C’est en 1925 que Vladimir Maïakovski (1893-1930) se rend aux États-Unis pour une série de conférences. Première escale : La Havane. Voyageant en première, il obtient l’autorisation de descendre et fait la connaissance du climat tropical : « C’est quoi la pluie ? De l’air avec un film d’eau. Sous les tropiques, la pluie c’est un torrent d’eau avec un film d’air ». Au Mexique, l’étonnement porte sur d’autres sujets comme l’armée : « L’armée mexicaine est fascinante. Personne, pas même le ministre des Armées, ne sait combien de soldats compte le pays. Les soldats dépendent des généraux. Si le général est favorable au président, il se vante d’avoir dix mille soldats quand il en a mille. Quand il a reçu le nécessaire pour dix mille soldats, il vend la nourriture et les munitions des neuf mille qu’il n’a pas.

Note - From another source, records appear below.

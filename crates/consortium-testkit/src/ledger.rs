//! In-memory governance tables

use async_trait::async_trait;
use consortium_core::{GovernanceReadEffects, TransportError};
use parking_lot::RwLock;
use serde_json::Value;
use std::collections::BTreeMap;

/// Governance tables keyed by `(table, key)`
#[derive(Debug, Default)]
pub struct MockLedger {
    tables: RwLock<BTreeMap<(String, String), Value>>,
    unreachable: RwLock<bool>,
}

impl MockLedger {
    /// Empty ledger
    pub fn new() -> Self {
        Self::default()
    }

    /// Write `value` at `table[key]`, replacing any existing entry
    pub fn insert(&self, table: &str, key: &str, value: Value) {
        self.tables
            .write()
            .insert((table.to_string(), key.to_string()), value);
    }

    /// Remove `table[key]`
    pub fn remove(&self, table: &str, key: &str) -> Option<Value> {
        self.tables
            .write()
            .remove(&(table.to_string(), key.to_string()))
    }

    /// Entry at `table[key]`
    pub fn get(&self, table: &str, key: &str) -> Option<Value> {
        self.tables
            .read()
            .get(&(table.to_string(), key.to_string()))
            .cloned()
    }

    /// Make every read fail as unreachable
    pub fn set_unreachable(&self, unreachable: bool) {
        *self.unreachable.write() = unreachable;
    }
}

#[async_trait]
impl GovernanceReadEffects for MockLedger {
    async fn read(&self, table: &str, key: &str) -> Result<Option<Value>, TransportError> {
        if *self.unreachable.read() {
            return Err(TransportError::Unreachable {
                endpoint: format!("ledger:{table}"),
            });
        }
        Ok(self.get(table, key))
    }
}

#[cfg(test)]
mod tests {
    use super::*;
    use serde_json::json;

    #[tokio::test]
    async fn test_read_after_insert() {
        let ledger = MockLedger::new();
        assert_eq!(ledger.read("t", "k").await.unwrap(), None);
        ledger.insert("t", "k", json!("v"));
        assert_eq!(ledger.read("t", "k").await.unwrap(), Some(json!("v")));
    }

    #[tokio::test]
    async fn test_unreachable_ledger() {
        let ledger = MockLedger::new();
        ledger.set_unreachable(true);
        assert!(ledger.read("t", "k").await.is_err());
    }
}
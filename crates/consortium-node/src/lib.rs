//! # Consortium Node
//!
//! [`ConsortiumNode`] owns one node's governance state and recovery
//! coordinator, exposes the member operations as methods, and dispatches
//! JSON requests arriving over a transport.

pub mod dispatch;
pub mod node;

pub use dispatch::{
    ops, AckParams, MemberParams, NodeParams, ProposalParams, ProposeParams, ShareParams,
    VoteParams,
};
pub use node::{ConsortiumNode, NETWORK_KEYS_TABLE, PREVIOUS_NETWORK_KEY};
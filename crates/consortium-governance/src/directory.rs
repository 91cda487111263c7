//! Member directory
//!
//! Owns every member record and the governance root digest. Members enter
//! `Accepted`, become `Active` only by acknowledging the current root digest,
//! and leave only through an enacted `RetireMember` proposal.

use crate::governance::Enactment;
use crate::member::{Member, MemberInfo, MemberStatus};
use crate::proposal::ProposalAction;
use crate::registry::quorum_threshold;
use consortium_core::{ConsortiumError, MemberId, Result, StateDigest};
use std::collections::{BTreeMap, BTreeSet};
use tracing::{debug, info, warn};

/// Snapshot of the Active members at one instant
#[derive(Debug, Clone, Default, PartialEq, Eq)]
pub struct ActiveSet {
    members: BTreeSet<MemberId>,
}

impl ActiveSet {
    /// Number of Active members
    pub fn len(&self) -> usize {
        self.members.len()
    }

    /// Whether no member is Active
    pub fn is_empty(&self) -> bool {
        self.members.is_empty()
    }

    /// Whether `member` was Active when the snapshot was taken
    pub fn contains(&self, member: &MemberId) -> bool {
        self.members.contains(member)
    }

    /// Approvals needed for a proposal to pass against this set
    pub fn quorum_threshold(&self) -> usize {
        quorum_threshold(self.members.len())
    }

    /// Iterate Active members in id order
    pub fn iter(&self) -> impl Iterator<Item = &MemberId> {
        self.members.iter()
    }
}

impl FromIterator<MemberId> for ActiveSet {
    fn from_iter<I: IntoIterator<Item = MemberId>>(iter: I) -> Self {
        Self {
            members: iter.into_iter().collect(),
        }
    }
}

/// Member records and the root digest they acknowledge
#[derive(Debug, Clone)]
pub struct MemberDirectory {
    members: BTreeMap<MemberId, Member>,
    next_id: u64,
    root: StateDigest,
    pending_acks: BTreeMap<MemberId, StateDigest>,
}

impl Default for MemberDirectory {
    fn default() -> Self {
        Self::new()
    }
}

impl MemberDirectory {
    /// Empty directory at the genesis digest
    pub fn new() -> Self {
        Self {
            members: BTreeMap::new(),
            next_id: 0,
            root: StateDigest::genesis(),
            pending_acks: BTreeMap::new(),
        }
    }

    /// Admit a member in `Accepted` status
    pub fn register(&mut self, info: MemberInfo) -> Result<MemberId> {
        if info.public_key.is_empty() || info.encryption_key.is_empty() {
            return Err(ConsortiumError::invalid(
                "member keys must not be empty",
            ));
        }
        if self
            .members
            .values()
            .any(|m| m.public_key == info.public_key)
        {
            return Err(ConsortiumError::invalid(format!(
                "a member with public key {} already exists",
                info.public_key
            )));
        }

        let id = MemberId(self.next_id);
        self.next_id += 1;
        self.members
            .insert(id, Member::from_info(id, MemberStatus::Accepted, info));
        self.advance_root(format!("member-registered:{id}").as_bytes());
        debug!(member = %id, "member registered");
        Ok(id)
    }

    /// Admit a founding member directly in `Active` status
    pub(crate) fn register_founder(&mut self, info: MemberInfo) -> Result<MemberId> {
        let id = self.register(info)?;
        if let Some(member) = self.members.get_mut(&id) {
            member.status = MemberStatus::Active;
        }
        self.advance_root(format!("member-founded:{id}").as_bytes());
        Ok(id)
    }

    /// Look up a member
    pub fn get(&self, id: &MemberId) -> Option<&Member> {
        self.members.get(id)
    }

    /// Look up a member, failing with `NotFound`
    pub fn member(&self, id: &MemberId) -> Result<&Member> {
        self.members
            .get(id)
            .ok_or_else(|| ConsortiumError::not_found(format!("{id} does not exist")))
    }

    /// All members in id order
    pub fn members(&self) -> impl Iterator<Item = &Member> {
        self.members.values()
    }

    /// Current root digest
    pub fn root_digest(&self) -> StateDigest {
        self.root
    }

    /// Fold a governance mutation into the root digest
    pub(crate) fn advance_root(&mut self, event: &[u8]) {
        self.root = self.root.advance(event);
    }

    /// Record and return the digest `member` should acknowledge
    pub fn update_ack_state_digest(&mut self, member: MemberId) -> Result<StateDigest> {
        let record = self.member(&member)?;
        if record.status == MemberStatus::Retired {
            return Err(ConsortiumError::unauthorized(format!(
                "{member} is retired"
            )));
        }
        self.pending_acks.insert(member, self.root);
        Ok(self.root)
    }

    /// Acknowledge `digest`, moving an `Accepted` member to `Active`.
    ///
    /// The member must first fetch a digest with `update_ack_state_digest`,
    /// and `digest` must match both that record and the current root. An
    /// `Active` member may re-acknowledge; its status is unchanged.
    pub fn activate(&mut self, member: MemberId, digest: StateDigest) -> Result<()> {
        let status = self.member(&member)?.status;
        if status == MemberStatus::Retired {
            return Err(ConsortiumError::unauthorized(format!(
                "{member} is retired"
            )));
        }
        let requested = self.pending_acks.get(&member).copied().ok_or_else(|| {
            ConsortiumError::state_conflict(format!(
                "{member} has no outstanding acknowledgement request"
            ))
        })?;
        if digest != requested || digest != self.root {
            warn!(member = %member, "acknowledgement against stale digest");
            return Err(ConsortiumError::StaleAck { member });
        }

        self.pending_acks.remove(&member);
        if status == MemberStatus::Accepted {
            if let Some(record) = self.members.get_mut(&member) {
                record.status = MemberStatus::Active;
            }
            self.advance_root(format!("member-activated:{member}").as_bytes());
            info!(member = %member, "member activated");
        }
        Ok(())
    }

    /// Retire `member` on behalf of an enacted `RetireMember` proposal
    pub fn retire(&mut self, member: MemberId, enactment: &Enactment) -> Result<()> {
        if enactment.action() != &(ProposalAction::RetireMember { member }) {
            return Err(ConsortiumError::unauthorized(format!(
                "{} does not retire {member}",
                enactment.proposal()
            )));
        }
        let record = self
            .members
            .get_mut(&member)
            .ok_or_else(|| ConsortiumError::not_found(format!("{member} does not exist")))?;
        if record.status == MemberStatus::Retired {
            return Err(ConsortiumError::state_conflict(format!(
                "{member} is already retired"
            )));
        }
        record.status = MemberStatus::Retired;
        self.pending_acks.remove(&member);
        self.advance_root(format!("member-retired:{member}").as_bytes());
        info!(member = %member, proposal_id = %enactment.proposal(), "member retired");
        Ok(())
    }

    /// Replace a member's opaque data
    pub(crate) fn set_member_data(
        &mut self,
        member: MemberId,
        data: serde_json::Value,
    ) -> Result<()> {
        let record = self
            .members
            .get_mut(&member)
            .ok_or_else(|| ConsortiumError::not_found(format!("{member} does not exist")))?;
        if record.status == MemberStatus::Retired {
            return Err(ConsortiumError::state_conflict(format!(
                "{member} is retired"
            )));
        }
        record.member_data = data;
        self.advance_root(format!("member-data:{member}").as_bytes());
        Ok(())
    }

    /// Snapshot of the currently Active members
    pub fn active_members(&self) -> ActiveSet {
        self.members
            .values()
            .filter(|m| m.is_active())
            .map(|m| m.id)
            .collect()
    }

    /// Digest last handed to `member` by `update_ack_state_digest`
    pub fn pending_ack(&self, member: &MemberId) -> Option<StateDigest> {
        self.pending_acks.get(member).copied()
    }
}

#[cfg(test)]
mod tests {
    use super::*;
    use assert_matches::assert_matches;

    fn info(n: u64) -> MemberInfo {
        MemberInfo::new(format!("pk{n}"), format!("enc{n}"))
    }

    #[test]
    fn test_register_starts_accepted() {
        let mut dir = MemberDirectory::new();
        let id = dir.register(info(0)).unwrap();
        assert_eq!(dir.member(&id).unwrap().status, MemberStatus::Accepted);
        assert!(dir.active_members().is_empty());
    }

    #[test]
    fn test_duplicate_public_key_rejected() {
        let mut dir = MemberDirectory::new();
        dir.register(info(0)).unwrap();
        let mut dup = info(1);
        dup.public_key = consortium_core::KeyRef::new("pk0");
        assert_matches!(dir.register(dup), Err(ConsortiumError::Invalid { .. }));
    }

    #[test]
    fn test_ack_flow_activates() {
        let mut dir = MemberDirectory::new();
        let id = dir.register(info(0)).unwrap();
        let digest = dir.update_ack_state_digest(id).unwrap();
        assert_eq!(dir.pending_ack(&id), Some(digest));
        dir.activate(id, digest).unwrap();
        assert!(dir.member(&id).unwrap().is_active());
        assert_eq!(dir.active_members().len(), 1);
    }

    #[test]
    fn test_stale_ack_rejected() {
        let mut dir = MemberDirectory::new();
        let id = dir.register(info(0)).unwrap();
        let digest = dir.update_ack_state_digest(id).unwrap();
        dir.register(info(1)).unwrap();
        assert_matches!(
            dir.activate(id, digest),
            Err(ConsortiumError::StaleAck { member }) if member == id
        );
        assert_eq!(dir.member(&id).unwrap().status, MemberStatus::Accepted);
    }

    #[test]
    fn test_ack_requires_requested_digest() {
        let mut dir = MemberDirectory::new();
        let id = dir.register(info(0)).unwrap();
        let root = dir.root_digest();
        assert_matches!(
            dir.activate(id, root),
            Err(ConsortiumError::StateConflict { .. })
        );
        assert_eq!(dir.member(&id).unwrap().status, MemberStatus::Accepted);

        let digest = dir.update_ack_state_digest(id).unwrap();
        dir.activate(id, digest).unwrap();
        assert_eq!(dir.pending_ack(&id), None);

        // Consumed by the activation; re-acknowledging needs a fresh request
        let root = dir.root_digest();
        assert_matches!(
            dir.activate(id, root),
            Err(ConsortiumError::StateConflict { .. })
        );
        let digest = dir.update_ack_state_digest(id).unwrap();
        dir.activate(id, digest).unwrap();
        assert_eq!(dir.root_digest(), root);
    }

    #[test]
    fn test_unknown_member() {
        let mut dir = MemberDirectory::new();
        assert_matches!(
            dir.update_ack_state_digest(MemberId(9)),
            Err(ConsortiumError::NotFound { .. })
        );
    }

    #[test]
    fn test_active_set_threshold() {
        let set: ActiveSet = (0..4).map(MemberId).collect();
        assert_eq!(set.quorum_threshold(), 3);
        assert!(set.contains(&MemberId(3)));
        assert!(!set.contains(&MemberId(4)));
    }
}
//! JSON request dispatcher
//!
//! Maps transport operations onto node methods. Write operations require a
//! signed request; reads do not.

use crate::node::ConsortiumNode;
use consortium_core::{ConsortiumError, MemberId, NodeEffects, NodeId, ProposalId, Result, StateDigest};
use consortium_governance::{Ballot, ProposalAction};
use consortium_recovery::EncryptedShare;
use serde::de::DeserializeOwned;
use serde::{Deserialize, Serialize};
use serde_json::{json, Value};
use tracing::debug;

/// Operations understood by [`ConsortiumNode::handle`]
pub mod ops {
    /// Submit a proposal
    pub const PROPOSE: &str = "propose";
    /// Vote on a proposal
    pub const VOTE: &str = "vote";
    /// Withdraw a proposal
    pub const WITHDRAW: &str = "withdraw";
    /// Re-evaluate a proposal
    pub const COMPLETE: &str = "complete";
    /// Fetch the digest to acknowledge
    pub const UPDATE_ACK_STATE_DIGEST: &str = "update_ack_state_digest";
    /// Acknowledge a digest
    pub const ACK: &str = "ack";
    /// Submit a recovery share
    pub const SUBMIT_RECOVERY_SHARE: &str = "submit_recovery_share";
    /// Read a proposal
    pub const PROPOSAL: &str = "proposal";
    /// Read a member
    pub const MEMBER: &str = "member";
    /// Read a node
    pub const NODE: &str = "node";
    /// Read the service state
    pub const SERVICE: &str = "service";
    /// Read the recovery coordinator status
    pub const RECOVERY: &str = "recovery";
}

/// Parameters of `propose`
#[derive(Debug, Clone, Serialize, Deserialize)]
pub struct ProposeParams {
    /// Action to propose
    pub action: ProposalAction,
}

/// Parameters of `vote`
#[derive(Debug, Clone, Serialize, Deserialize)]
pub struct VoteParams {
    /// Proposal voted on
    pub proposal_id: ProposalId,
    /// Ballot cast
    pub ballot: Ballot,
}

/// Parameters naming a proposal
#[derive(Debug, Clone, Serialize, Deserialize)]
pub struct ProposalParams {
    /// Proposal
    pub proposal_id: ProposalId,
}

/// Parameters and result of the acknowledgement operations
#[derive(Debug, Clone, Serialize, Deserialize)]
pub struct AckParams {
    /// Digest being acknowledged
    pub state_digest: StateDigest,
}

/// Parameters of `submit_recovery_share`
#[derive(Debug, Clone, Serialize, Deserialize)]
pub struct ShareParams {
    /// Encrypted share
    pub share: EncryptedShare,
}

/// Parameters naming a member
#[derive(Debug, Clone, Serialize, Deserialize)]
pub struct MemberParams {
    /// Member
    pub member_id: MemberId,
}

/// Parameters naming a node
#[derive(Debug, Clone, Serialize, Deserialize)]
pub struct NodeParams {
    /// Node
    pub node_id: NodeId,
}

fn parse<T: DeserializeOwned>(op: &str, params: Value) -> Result<T> {
    serde_json::from_value(params)
        .map_err(|e| ConsortiumError::invalid(format!("malformed parameters for {op}: {e}")))
}

fn require_signed(op: &str, signed: bool) -> Result<()> {
    if signed {
        Ok(())
    } else {
        Err(ConsortiumError::unauthorized(format!("{op} requires a signed request")))
    }
}

impl<E: NodeEffects> ConsortiumNode<E> {
    /// Handle one request from `caller`
    pub async fn handle(
        &self,
        caller: MemberId,
        op: &str,
        params: Value,
        signed: bool,
    ) -> Result<Value> {
        debug!(caller = %caller, op, signed, "handling request");
        let response = match op {
            ops::PROPOSE => {
                require_signed(op, signed)?;
                let p: ProposeParams = parse(op, params)?;
                serde_json::to_value(self.submit_proposal(caller, p.action).await?)?
            }
            ops::VOTE => {
                let p: VoteParams = parse(op, params)?;
                serde_json::to_value(self.vote(caller, p.proposal_id, p.ballot, signed).await?)?
            }
            ops::WITHDRAW => {
                require_signed(op, signed)?;
                let p: ProposalParams = parse(op, params)?;
                serde_json::to_value(self.withdraw(caller, p.proposal_id)?)?
            }
            ops::COMPLETE => {
                require_signed(op, signed)?;
                let p: ProposalParams = parse(op, params)?;
                serde_json::to_value(self.complete_proposal(p.proposal_id).await?)?
            }
            ops::UPDATE_ACK_STATE_DIGEST => {
                require_signed(op, signed)?;
                let state_digest = self.update_ack_state_digest(caller)?;
                serde_json::to_value(AckParams { state_digest })?
            }
            ops::ACK => {
                require_signed(op, signed)?;
                let p: AckParams = parse(op, params)?;
                self.activate_member(caller, p.state_digest)?;
                json!({})
            }
            ops::SUBMIT_RECOVERY_SHARE => {
                require_signed(op, signed)?;
                let p: ShareParams = parse(op, params)?;
                serde_json::to_value(self.submit_share(caller, p.share).await?)?
            }
            ops::PROPOSAL => {
                let p: ProposalParams = parse(op, params)?;
                serde_json::to_value(self.proposal(p.proposal_id)?)?
            }
            ops::MEMBER => {
                let p: MemberParams = parse(op, params)?;
                serde_json::to_value(self.member(p.member_id)?)?
            }
            ops::NODE => {
                let p: NodeParams = parse(op, params)?;
                let status = self.node_status(p.node_id)?;
                json!({ "node_id": p.node_id, "status": status })
            }
            ops::SERVICE => serde_json::to_value(self.service())?,
            ops::RECOVERY => serde_json::to_value(self.recovery_status().await)?,
            _ => {
                return Err(ConsortiumError::not_found(format!(
                    "unknown operation {op}"
                )))
            }
        };
        Ok(response)
    }
}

Si le général est contre le président, il se targue d’en avoir mille, et au moment opportun, il en envoie dix mille se battre. » Cela explique sans doute la régularité avec laquelle les régimes sont renversés et pour des motifs qui ne sont guère politiques : « Le révolutionnaire mexicain, c’est celui qui, armes en mains, renverse le pouvoir, quel qu’il soit, peu importe. Et comme au Mexique tout le monde a renversé, renverse ou veut renverser le pouvoir, tout le monde est révolutionnaire. »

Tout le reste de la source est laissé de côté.